(Stored data)
Start of Block

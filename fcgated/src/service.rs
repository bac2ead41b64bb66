use crate::balancer::{Balancer, CanaryHeaderStrategy, NamedHandler, StickyCookie, StrategyChain};
use crate::fastcgi::UpstreamAddr;
use crate::handler::{ConnInfo, Handler, SharedHandler};
use crate::transport::{ClientCache, FastCgiTransport};
use anyhow::{anyhow, Context, Result};
use async_trait::async_trait;
use fcgate_core::config::{Config, FastCgiServiceConfig, ServiceConfig, WeightedServiceConfig};
use hyper::{Body, Request, Response};
use std::collections::{HashMap, HashSet};
use std::sync::Arc;
use tracing::debug;

/// One FastCGI application address behind a shared transport.
pub struct FastCgiServer {
    addr: UpstreamAddr,
    transport: Arc<FastCgiTransport>,
}

impl FastCgiServer {
    pub fn new(addr: UpstreamAddr, transport: Arc<FastCgiTransport>) -> Self {
        Self { addr, transport }
    }
}

#[async_trait]
impl Handler for FastCgiServer {
    async fn serve(&self, req: Request<Body>, conn: ConnInfo) -> Result<Response<Body>> {
        self.transport.round_trip(&self.addr, req, conn).await
    }
}

/// Handlers built from one configuration snapshot.
pub struct ServiceGraph {
    root: SharedHandler,
    root_name: String,
    services: HashMap<String, SharedHandler>,
    addresses: HashSet<UpstreamAddr>,
}

impl ServiceGraph {
    /// Handler for `server.service`.
    pub fn root(&self) -> &SharedHandler {
        &self.root
    }

    pub fn root_name(&self) -> &str {
        &self.root_name
    }

    pub fn service(&self, name: &str) -> Option<&SharedHandler> {
        self.services.get(name)
    }

    /// Every FastCGI address reachable from this graph.
    pub fn addresses(&self) -> &HashSet<UpstreamAddr> {
        &self.addresses
    }
}

/// Builds every service reachable from `server.service`. Services referenced
/// more than once are built once and shared.
pub fn build_services(config: &Config, cache: Arc<ClientCache>) -> Result<ServiceGraph> {
    let mut builder = GraphBuilder {
        config,
        cache,
        built: HashMap::new(),
        visiting: Vec::new(),
        addresses: HashSet::new(),
    };
    let root_name = config.server.service.clone();
    let root = builder.build(root_name.as_str())?;
    Ok(ServiceGraph {
        root,
        root_name,
        services: builder.built,
        addresses: builder.addresses,
    })
}

struct GraphBuilder<'c> {
    config: &'c Config,
    cache: Arc<ClientCache>,
    built: HashMap<String, SharedHandler>,
    visiting: Vec<String>,
    addresses: HashSet<UpstreamAddr>,
}

impl GraphBuilder<'_> {
    fn build(&mut self, name: &str) -> Result<SharedHandler> {
        if let Some(handler) = self.built.get(name) {
            return Ok(handler.clone());
        }
        if self.visiting.iter().any(|v| v == name) {
            return Err(anyhow!(
                "service reference cycle: {} -> {}",
                self.visiting.join(" -> "),
                name
            ));
        }
        let service: &ServiceConfig = self
            .config
            .service(name)
            .ok_or_else(|| anyhow!("unknown service: {}", name))?;

        self.visiting.push(name.to_string());
        let built = match (service.fastcgi.as_ref(), service.weighted.as_ref()) {
            (Some(fastcgi), None) => self.build_fastcgi(name, fastcgi),
            (None, Some(weighted)) => self.build_weighted(name, weighted),
            _ => Err(anyhow!(
                "service {} must define exactly one of fastcgi or weighted",
                name
            )),
        };
        self.visiting.pop();

        let handler = built.with_context(|| format!("failed to build service {}", name))?;
        self.built.insert(name.to_string(), handler.clone());
        Ok(handler)
    }

    fn build_fastcgi(&mut self, name: &str, cfg: &FastCgiServiceConfig) -> Result<SharedHandler> {
        let transport = Arc::new(FastCgiTransport::from_config(self.cache.clone(), cfg)?);
        let mut handlers = Vec::with_capacity(cfg.servers.len());
        for server in &cfg.servers {
            let addr = UpstreamAddr::parse(server.address.as_str())?;
            self.addresses.insert(addr.clone());
            handlers.push(NamedHandler::new(
                server.address.clone(),
                server.weight,
                Arc::new(FastCgiServer::new(addr, transport.clone())),
            ));
        }
        debug!(service = name, servers = handlers.len(), "built fastcgi service");
        Ok(Arc::new(Balancer::new(
            name,
            handlers,
            cfg.sticky.as_ref().map(StickyCookie::from_config),
            StrategyChain::default(),
        )))
    }

    fn build_weighted(&mut self, name: &str, cfg: &WeightedServiceConfig) -> Result<SharedHandler> {
        let mut handlers = Vec::with_capacity(cfg.services.len());
        for child in &cfg.services {
            let handler = self.build(child.name.as_str())?;
            handlers.push(NamedHandler::new(child.name.clone(), child.weight, handler));
        }
        let mut strategies = StrategyChain::default();
        if let Some(canary) = cfg.canary.as_ref() {
            strategies.push(Arc::new(CanaryHeaderStrategy::from_config(canary)?));
        }
        debug!(
            service = name,
            children = handlers.len(),
            strategies = ?strategies.names(),
            "built weighted service"
        );
        Ok(Arc::new(Balancer::new(
            name,
            handlers,
            cfg.sticky.as_ref().map(StickyCookie::from_config),
            strategies,
        )))
    }
}

#[cfg(test)]
mod tests {
    use super::*;

    fn config(yaml: &str) -> Config {
        serde_yaml::from_str(yaml).expect("config")
    }

    #[test]
    fn builds_shared_children_once_and_collects_addresses() {
        let cfg = config(
            r#"
version: 1
server: { listen: "127.0.0.1:0", service: front }
services:
  - name: php
    fastcgi:
      servers:
        - { address: "127.0.0.1:9000", weight: 2 }
        - { address: "127.0.0.1:9001" }
      root: /srv
  - name: legacy
    fastcgi:
      servers: [ { address: "127.0.0.1:9100" } ]
  - name: mixed
    weighted:
      services: [ { name: php }, { name: legacy } ]
  - name: front
    weighted:
      services: [ { name: php, weight: 3 }, { name: mixed } ]
      canary: { header: x-canary, value: "1", services: [mixed] }
"#,
        );
        let graph = build_services(&cfg, Arc::new(ClientCache::new())).expect("graph");
        assert_eq!(graph.root_name(), "front");
        assert_eq!(graph.addresses().len(), 3);

        let via_front = graph.service("php").expect("php");
        let mixed = graph.service("mixed").expect("mixed");
        assert!(graph.service("legacy").is_some());
        assert!(Arc::strong_count(via_front) >= 3);
        assert!(Arc::strong_count(mixed) >= 2);
    }

    #[test]
    fn unreachable_services_are_not_built() {
        let cfg = config(
            r#"
version: 1
server: { listen: "127.0.0.1:0", service: php }
services:
  - name: php
    fastcgi: { servers: [ { address: "127.0.0.1:9000" } ] }
  - name: idle
    fastcgi: { servers: [ { address: "127.0.0.1:9999" } ] }
"#,
        );
        let graph = build_services(&cfg, Arc::new(ClientCache::new())).expect("graph");
        assert!(graph.service("idle").is_none());
        assert_eq!(graph.addresses().len(), 1);
    }

    #[test]
    fn cycles_and_unknown_references_fail_to_build() {
        let cfg = config(
            r#"
version: 1
server: { listen: "127.0.0.1:0", service: a }
services:
  - name: a
    weighted: { services: [ { name: b } ] }
  - name: b
    weighted: { services: [ { name: a } ] }
"#,
        );
        let err = build_services(&cfg, Arc::new(ClientCache::new()))
            .err()
            .expect("cycle");
        assert!(format!("{err:#}").contains("cycle"));

        let cfg = config(
            r#"
version: 1
server: { listen: "127.0.0.1:0", service: a }
services:
  - name: a
    weighted: { services: [ { name: missing } ] }
"#,
        );
        assert!(build_services(&cfg, Arc::new(ClientCache::new())).is_err());
    }
}
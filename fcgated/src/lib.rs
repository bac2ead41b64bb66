pub mod balancer;
pub mod fastcgi;
pub mod handler;
pub mod http;
pub mod listener;
pub mod runtime;
pub mod service;
pub mod transport;
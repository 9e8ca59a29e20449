//! Backend dispatch and solve lifecycle
//!
//! The model is solver-agnostic; this module hands it to whichever backend
//! was compiled in. `solver-microlp` (pure Rust) is the default;
//! `solver-highs` and `solver-cbc` bind native branch-and-cut solvers.
//! Time limit and MIP gap are passed through where the backend exposes them
//! and ignored otherwise; solver-level infeasibility is a first-class result,
//! not an error.

use crate::costs::decompose_costs;
use crate::planner::model::{build_model, PlanModel};
use crate::planner::problem::PlanProblem;
use crate::planner::solution::{extract_solution, PlanSolution, SolvedValues};
use crate::planner::warmstart::{generate_campaign_hints, resolve_hints};
use coldchain_core::{PlanError, PlanResult};
use std::time::{Duration, Instant};
use thiserror::Error;

/// Which MIP backend to hand the model to.
#[derive(Debug, Clone, Copy, PartialEq, Eq)]
pub enum SolverBackend {
    /// Pure-Rust branch-and-bound (`microlp`).
    Microlp,
    /// HiGHS via `good_lp/highs`.
    Highs,
    /// COIN-OR CBC via `good_lp/coin_cbc`.
    Cbc,
}

impl Default for SolverBackend {
    fn default() -> Self {
        #[cfg(feature = "solver-microlp")]
        {
            return SolverBackend::Microlp;
        }
        #[cfg(all(not(feature = "solver-microlp"), feature = "solver-highs"))]
        {
            return SolverBackend::Highs;
        }
        #[allow(unreachable_code)]
        SolverBackend::Cbc
    }
}

/// Solver configuration, passed through to the backend where supported.
#[derive(Debug, Clone)]
pub struct SolverConfig {
    pub backend: SolverBackend,
    /// Maximum solve time (seconds).
    pub time_limit_seconds: f64,
    /// MIP optimality gap tolerance.
    pub mip_gap: f64,
    /// Whether to enable verbose solver output.
    pub verbose: bool,
}

impl Default for SolverConfig {
    fn default() -> Self {
        Self {
            backend: SolverBackend::default(),
            time_limit_seconds: 300.0,
            mip_gap: 0.01,
            verbose: false,
        }
    }
}

/// Solve-level errors.
#[derive(Debug, Clone, Error)]
pub enum SolveError {
    #[error("solver backend {0:?} not compiled in; enable its cargo feature")]
    BackendUnavailable(SolverBackend),
    #[error("solver failed: {0}")]
    Failed(String),
}

impl From<SolveError> for PlanError {
    fn from(err: SolveError) -> Self {
        PlanError::Solver(err.to_string())
    }
}

/// How the solve ended.
#[derive(Debug, Clone, Copy, PartialEq, Eq)]
pub enum TerminationCondition {
    Optimal,
    /// An incumbent within the time limit, without proven optimality.
    Feasible,
    Infeasible,
    Timeout,
    Error,
}

impl TerminationCondition {
    pub fn is_feasible(&self) -> bool {
        matches!(self, TerminationCondition::Optimal | TerminationCondition::Feasible)
    }

    pub fn is_optimal(&self) -> bool {
        matches!(self, TerminationCondition::Optimal)
    }
}

impl std::fmt::Display for TerminationCondition {
    fn fmt(&self, f: &mut std::fmt::Formatter<'_>) -> std::fmt::Result {
        let s = match self {
            TerminationCondition::Optimal => "optimal",
            TerminationCondition::Feasible => "feasible",
            TerminationCondition::Infeasible => "infeasible",
            TerminationCondition::Timeout => "timeout",
            TerminationCondition::Error => "error",
        };
        write!(f, "{s}")
    }
}

/// Solve outcome summary.
#[derive(Debug, Clone)]
pub struct SolveResult {
    pub termination: TerminationCondition,
    pub objective_value: f64,
    /// Relative MIP gap, when the backend reports one.
    pub gap: Option<f64>,
    pub solve_time: Duration,
    pub variable_count: usize,
    pub constraint_count: usize,
    pub status_message: String,
}

/// Build the model for `problem`, optionally seed it with warmstart hints,
/// solve, and extract the plan. Infeasibility comes back as a result with an
/// empty solution, not an error.
pub fn solve(
    problem: &PlanProblem,
    config: &SolverConfig,
) -> PlanResult<(SolveResult, PlanSolution)> {
    let started = Instant::now();
    let mut model = build_model(problem)?;
    let variable_count = model.variable_count;
    let constraint_count = model.constraint_count();

    let hints = if problem.config.use_warmstart {
        let raw = match &problem.config.warmstart_hints {
            Some(hints) => hints.clone(),
            None => generate_campaign_hints(problem)?,
        };
        resolve_hints(&raw, &model, &problem.network)
    } else {
        Vec::new()
    };

    tracing::info!(
        variables = variable_count,
        constraints = constraint_count,
        backend = ?config.backend,
        warmstart_hints = hints.len(),
        "solving plan model"
    );

    // The backend consumes variables, objective, and constraints; the
    // registry and index stay behind for extraction.
    let vars = std::mem::replace(&mut model.vars, good_lp::variables!());
    let objective = std::mem::replace(&mut model.objective, good_lp::Expression::from(0.0));
    let constraints = std::mem::take(&mut model.constraints);

    let (termination, values, objective_value, status_message) =
        dispatch(vars, objective, constraints, &model, config, hints)?;

    let solve_time = started.elapsed();
    let termination = reclassify_on_time_limit(termination, solve_time, config);

    let solution = match &values {
        Some(solved) => {
            let mut solution = extract_solution(problem, &model.index, &model.demand, solved);
            solution.cost_breakdown = decompose_costs(problem, &model.labor_days, &solution);
            solution
        }
        None => PlanSolution::empty(),
    };

    Ok((
        SolveResult {
            termination,
            objective_value,
            gap: None,
            solve_time,
            variable_count,
            constraint_count,
            status_message,
        },
        solution,
    ))
}

type DispatchOutcome = (TerminationCondition, Option<SolvedValues>, f64, String);

macro_rules! run_backend {
    ($backend:expr, $model:expr, $objective:expr) => {{
        match $backend.solve() {
            Ok(solution) => {
                let values = SolvedValues::read(&solution, &$model.registry);
                let objective_value = $objective.eval_with(&solution);
                (
                    TerminationCondition::Optimal,
                    Some(values),
                    objective_value,
                    String::new(),
                )
            }
            Err(good_lp::ResolutionError::Infeasible) => (
                TerminationCondition::Infeasible,
                None,
                0.0,
                "problem is infeasible".to_string(),
            ),
            Err(other) => (TerminationCondition::Error, None, 0.0, format!("{other:?}")),
        }
    }};
}

#[allow(unused_variables, unused_mut)]
fn dispatch(
    vars: good_lp::ProblemVariables,
    objective: good_lp::Expression,
    constraints: Vec<good_lp::Constraint>,
    model: &PlanModel,
    config: &SolverConfig,
    hints: Vec<(good_lp::Variable, f64)>,
) -> PlanResult<DispatchOutcome> {
    let unsolved = vars.minimise(objective.clone());

    match config.backend {
        #[cfg(feature = "solver-microlp")]
        SolverBackend::Microlp => {
            use good_lp::SolverModel;
            // microlp exposes no time limit, gap, or warmstart; the config
            // and hints are accepted and ignored.
            let mut backend = unsolved.using(good_lp::solvers::microlp::microlp);
            for constraint in constraints {
                backend = backend.with(constraint);
            }
            Ok(run_backend!(backend, model, objective))
        }
        #[cfg(feature = "solver-highs")]
        SolverBackend::Highs => {
            use good_lp::{SolverModel, WithInitialSolution, WithMipGap};
            let mut backend = unsolved
                .using(good_lp::solvers::highs::highs)
                .set_verbose(config.verbose)
                .set_time_limit(config.time_limit_seconds);
            backend = backend
                .with_mip_gap(config.mip_gap as f32)
                .map_err(|e| PlanError::Config(format!("invalid MIP gap: {e:?}")))?;
            if !hints.is_empty() {
                backend = backend.with_initial_solution(hints);
            }
            for constraint in constraints {
                backend = backend.with(constraint);
            }
            Ok(run_backend!(backend, model, objective))
        }
        #[cfg(feature = "solver-cbc")]
        SolverBackend::Cbc => {
            use good_lp::{SolverModel, WithInitialSolution, WithMipGap};
            let mut backend = unsolved.using(good_lp::solvers::coin_cbc::coin_cbc);
            backend = backend
                .with_mip_gap(config.mip_gap as f32)
                .map_err(|e| PlanError::Config(format!("invalid MIP gap: {e:?}")))?;
            if !hints.is_empty() {
                backend = backend.with_initial_solution(hints);
            }
            for constraint in constraints {
                backend = backend.with(constraint);
            }
            Ok(run_backend!(backend, model, objective))
        }
        #[allow(unreachable_patterns)]
        other => Err(SolveError::BackendUnavailable(other).into()),
    }
}

/// A successful return at (or past) the time limit is an incumbent without
/// proven optimality; an unsuccessful one is a timeout.
fn reclassify_on_time_limit(
    termination: TerminationCondition,
    elapsed: Duration,
    config: &SolverConfig,
) -> TerminationCondition {
    if config.time_limit_seconds <= 0.0 {
        return termination;
    }
    let hit_limit = elapsed.as_secs_f64() >= config.time_limit_seconds * 0.95;
    match termination {
        TerminationCondition::Optimal if hit_limit => TerminationCondition::Feasible,
        TerminationCondition::Error if hit_limit => TerminationCondition::Timeout,
        other => other,
    }
}

#[cfg(test)]
mod tests {
    use super::*;

    #[test]
    fn test_default_backend_matches_features() {
        let backend = SolverBackend::default();
        #[cfg(feature = "solver-microlp")]
        assert_eq!(backend, SolverBackend::Microlp);
    }

    #[test]
    fn test_termination_predicates() {
        assert!(TerminationCondition::Optimal.is_feasible());
        assert!(TerminationCondition::Feasible.is_feasible());
        assert!(!TerminationCondition::Infeasible.is_feasible());
        assert!(TerminationCondition::Optimal.is_optimal());
        assert!(!TerminationCondition::Feasible.is_optimal());
    }

    #[test]
    fn test_time_limit_reclassification() {
        let config = SolverConfig {
            time_limit_seconds: 1.0,
            ..SolverConfig::default()
        };
        assert_eq!(
            reclassify_on_time_limit(
                TerminationCondition::Optimal,
                Duration::from_secs(2),
                &config
            ),
            TerminationCondition::Feasible
        );
        assert_eq!(
            reclassify_on_time_limit(
                TerminationCondition::Optimal,
                Duration::from_millis(10),
                &config
            ),
            TerminationCondition::Optimal
        );
        assert_eq!(
            reclassify_on_time_limit(
                TerminationCondition::Error,
                Duration::from_secs(2),
                &config
            ),
            TerminationCondition::Timeout
        );
    }
}
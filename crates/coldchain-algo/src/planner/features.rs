//! Conditional feature gates
//!
//! A pre-build inspection of the cost structure and node capabilities decides
//! which structural reductions stay out of the model. Pallet variables for a
//! state with no pallet cost are omitted entirely; mix integrality only
//! applies to products with a quantum above one; SKU-day binaries only appear
//! when changeovers cost something (or the operator asked for them).

use crate::planner::problem::PlanProblem;
use coldchain_core::ProductState;

/// Which optional variable groups and constraints the model carries.
#[derive(Debug, Clone, Copy, PartialEq, Eq)]
pub struct FeatureGates {
    /// Integer pallet counting for frozen inventory.
    pub pallet_tracking_frozen: bool,
    /// Integer pallet counting for ambient and thawed inventory.
    pub pallet_tracking_ambient: bool,
    /// Production as integer multiples of each product's mix quantum.
    pub mix_based_production: bool,
    /// SKU-day selection binaries with run-start tracking.
    pub binary_sku_selection: bool,
    /// Negative objective term rewarding remaining shelf life at consumption.
    pub freshness_incentive: bool,
    /// Per-departure binaries carrying fixed truck costs.
    pub truck_fixed_costs: bool,
}

impl FeatureGates {
    pub fn detect(problem: &PlanProblem) -> Self {
        let costs = &problem.costs;
        let config = &problem.config;
        Self {
            pallet_tracking_frozen: costs.pallet_costing_active(ProductState::Frozen),
            pallet_tracking_ambient: costs.pallet_costing_active(ProductState::Ambient),
            mix_based_production: problem
                .network
                .products()
                .iter()
                .any(|p| p.units_per_mix > 1),
            binary_sku_selection: !config.force_all_skus_daily
                && (costs.changeover_cost_per_start > 0.0
                    || costs.changeover_waste_units > 0.0
                    || config.max_products_per_day.is_some()),
            freshness_incentive: costs.freshness_incentive_weight > 0.0,
            truck_fixed_costs: problem.network.trucks().iter().any(|t| t.cost_fixed > 0.0),
        }
    }

    pub fn pallet_tracking(&self, state: ProductState) -> bool {
        match state {
            ProductState::Frozen => self.pallet_tracking_frozen,
            ProductState::Ambient | ProductState::Thawed => self.pallet_tracking_ambient,
        }
    }

    pub fn any_pallet_tracking(&self) -> bool {
        self.pallet_tracking_frozen || self.pallet_tracking_ambient
    }
}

End of Block

▶ The task
Using the records above, copy every line that has the word "legacy" in it.

▶ Response area
  - name: legacy
      services: [ { name: php }, { name: legacy } ]
        assert!(graph.service("legacy").is_some());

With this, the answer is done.